How it Works (Mechanism of Action)
Cefotaxime exerts its potent bactericidal effect by interfering with bacterial cell wall synthesis. As a beta-lactam antibiotic, its primary mechanism involves binding to and inactivating penicillin-binding proteins (PBPs), which are enzymes located on the inner membrane of the bacterial cell wall. These PBPs are crucial for the final stages of peptidoglycan synthesis, specifically the transpeptidation reaction that cross-links peptidoglycan strands, providing structural rigidity to the bacterial cell wall. By irreversibly acylating the active site of these transpeptidases (a type of PBP), cefotaxime prevents the formation of an intact and functional cell wall.

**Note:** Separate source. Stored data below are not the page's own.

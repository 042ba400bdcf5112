use super::state::{Process, Ticks};
use std::collections::VecDeque;
use thiserror::Error;

#[derive(Debug, Error)]
pub enum QueueError {
    /// The rejected process is handed back so the caller can report it.
    #[error("queue overflow: capacity {capacity} reached, P{} dropped", .process.id)]
    Overflow { capacity: usize, process: Process },
}

impl QueueError {
    pub fn into_process(self) -> Process {
        match self {
            Self::Overflow { process, .. } => process,
        }
    }
}

/// FIFO staging area for processes waiting on the CPU.
///
/// Unbounded unless built with [`ProcessQueue::with_capacity`]. A bounded queue
/// of capacity 0 accepts nothing.
#[derive(Debug, Clone, Default)]
pub struct ProcessQueue {
    processes: VecDeque<Process>,
    capacity: Option<usize>,
}

impl ProcessQueue {
    pub fn unbounded() -> Self {
        Self::default()
    }

    pub fn with_capacity(capacity: usize) -> Self {
        Self {
            processes: VecDeque::with_capacity(capacity),
            capacity: Some(capacity),
        }
    }

    pub fn capacity(&self) -> Option<usize> {
        self.capacity
    }

    pub fn len(&self) -> usize {
        self.processes.len()
    }

    pub fn is_empty(&self) -> bool {
        self.processes.is_empty()
    }

    pub fn is_full(&self) -> bool {
        self.capacity.is_some_and(|cap| self.processes.len() >= cap)
    }

    pub fn enqueue(&mut self, process: Process) -> Result<(), QueueError> {
        debug_assert!(
            !process.is_completed(),
            "Completed process P{} must not be enqueued",
            process.id
        );

        match self.capacity {
            Some(capacity) if self.processes.len() >= capacity => {
                return Err(QueueError::Overflow { capacity, process });
            }
            _ => {}
        }

        self.processes.push_back(process);
        Ok(())
    }

    /// Removes the head process.
    ///
    /// # Panics
    /// If the queue is empty. Callers check [`is_empty`](Self::is_empty) or
    /// [`peek_front`](Self::peek_front) first.
    pub fn dequeue(&mut self) -> Process {
        self.processes
            .pop_front()
            .expect("Queue underflow: dequeue on an empty queue")
    }

    pub fn peek_front(&self) -> Option<&Process> {
        self.processes.front()
    }

    // True iff there is a head and it has arrived by `now`
    pub fn head_arrived(&self, now: Ticks) -> bool {
        self.peek_front().is_some_and(|p| p.has_arrived(now))
    }

    pub fn iter(&self) -> impl Iterator<Item = &Process> {
        self.processes.iter()
    }
}
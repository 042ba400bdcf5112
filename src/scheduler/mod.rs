pub mod fcfs;
pub mod rr;

use crate::core::{Process, ProcessQueue, QueueLevel, Ticks, TraceEvent};
use log::debug;

pub use fcfs::Fcfs;
pub use rr::{RoundRobin, RrScheduler};

/// Per-queue service policy.
pub trait Discipline {
    /// CPU time granted to `process` when it is dispatched from the head of
    /// its queue. Never more than its remaining time.
    fn slice(&self, process: &Process) -> Ticks;
}

/// Dequeue the head of `queue`, run it for the slice `discipline` grants and
/// put it back at the tail if it still owes time. Returns the ticks executed.
///
/// # Panics
/// If `queue` is empty.
pub fn dispatch_head<D: Discipline + ?Sized>(
    discipline: &D,
    queue: &mut ProcessQueue,
    level: QueueLevel,
    events: &mut Vec<TraceEvent>,
) -> Ticks {
    let mut process = queue.dequeue();
    let run = discipline.slice(&process);

    debug!(
        "P{} runs {run} of {} remaining ticks from {level}",
        process.id, process.remaining_time
    );
    events.push(TraceEvent::Executing {
        process: process.id,
        queue: level,
        duration: run,
    });
    process.execute(run);

    if process.is_completed() {
        debug!("P{} completed", process.id);
        events.push(TraceEvent::Completed {
            process: process.id,
        });
    } else {
        queue
            .enqueue(process)
            .expect("Re-enqueue must fit in the slot its own dequeue freed");
    }

    run
}
use super::{
    event::TraceEvent,
    queue::ProcessQueue,
    state::{ProcessId, QueueLevel, Ticks},
};
use rustc_hash::{FxHashMap, FxHashSet};

/// Checks the scheduler's invariants after every tick and keeps per-process
/// execution totals.
#[derive(Debug, Default)]
pub struct Observer {
    step: u64,
    bursts: FxHashMap<ProcessId, Ticks>,
    executed: FxHashMap<ProcessId, Ticks>,
}

impl Observer {
    pub fn new() -> Self {
        Self::default()
    }

    pub fn admitted(&mut self, process: ProcessId, burst_time: Ticks) {
        let previous = self.bursts.insert(process, burst_time);
        debug_assert!(previous.is_none(), "P{process} admitted twice");
    }

    pub fn observe(
        &mut self,
        now: Ticks,
        queue1: &ProcessQueue,
        queue2: &ProcessQueue,
        events: &[TraceEvent],
    ) {
        self.step += 1;

        let mut q2_dispatched = false;
        for event in events {
            match *event {
                TraceEvent::Executing {
                    process,
                    queue,
                    duration,
                } => {
                    debug_assert!(duration > 0, "P{process} executed for zero ticks");
                    debug_assert!(
                        !(q2_dispatched && queue == QueueLevel::Q1),
                        "Queue 1 ran P{process} after Queue 2 was served at t={now}"
                    );
                    debug_assert!(
                        !(q2_dispatched && queue == QueueLevel::Q2),
                        "Queue 2 dispatched twice at t={now}"
                    );
                    q2_dispatched |= queue == QueueLevel::Q2;

                    *self.executed.entry(process).or_default() += duration;
                }
                TraceEvent::Completed { process } => {
                    debug_assert_eq!(
                        self.executed.get(&process),
                        self.bursts.get(&process),
                        "P{process} completed without receiving exactly its burst time"
                    );
                }
            }
        }

        if q2_dispatched {
            debug_assert!(
                !queue1.head_arrived(now),
                "Queue 2 served at t={now} while Queue 1 had runnable work"
            );
        }

        let mut seen = FxHashSet::default();
        for (level, queue) in [(QueueLevel::Q1, queue1), (QueueLevel::Q2, queue2)] {
            for process in queue.iter() {
                debug_assert!(
                    !process.is_completed(),
                    "Completed P{} still present in {level}",
                    process.id
                );
                debug_assert_eq!(
                    process.priority.queue(),
                    level,
                    "P{} sits in the wrong queue",
                    process.id
                );
                debug_assert!(
                    process.remaining_time <= process.burst_time,
                    "P{} owes more than its burst",
                    process.id
                );
                let fresh = seen.insert(process.id);
                debug_assert!(fresh, "P{} queued twice", process.id);
            }
        }
    }

    pub fn steps(&self) -> u64 {
        self.step
    }

    pub fn executed(&self, process: ProcessId) -> Ticks {
        self.executed.get(&process).copied().unwrap_or(0)
    }
}
pub mod driver;
pub mod event;
pub mod observer;
pub mod queue;
pub mod state;

pub use driver::MlqCore;
pub use event::{Trace, TraceEvent};
pub use observer::Observer;
pub use queue::{ProcessQueue, QueueError};
pub use state::{PriorityClass, Process, ProcessId, QueueLevel, Ticks};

This disruption leads to the osmotic instability of the bacterial cell, ultimately resulting in cell lysis and death. Cefotaxime is generally resistant to hydrolysis by many common beta-lactamases produced by both Gram-positive and Gram-negative bacteria, which contributes to its broad spectrum of activity and clinical utility against resistant strains, though extended-spectrum beta-lactamases (ESBLs) can still hydrolyze it. The drug's affinity for specific PBPs, particularly PBP-3, is a key determinant of its antibacterial spectrum and efficacy.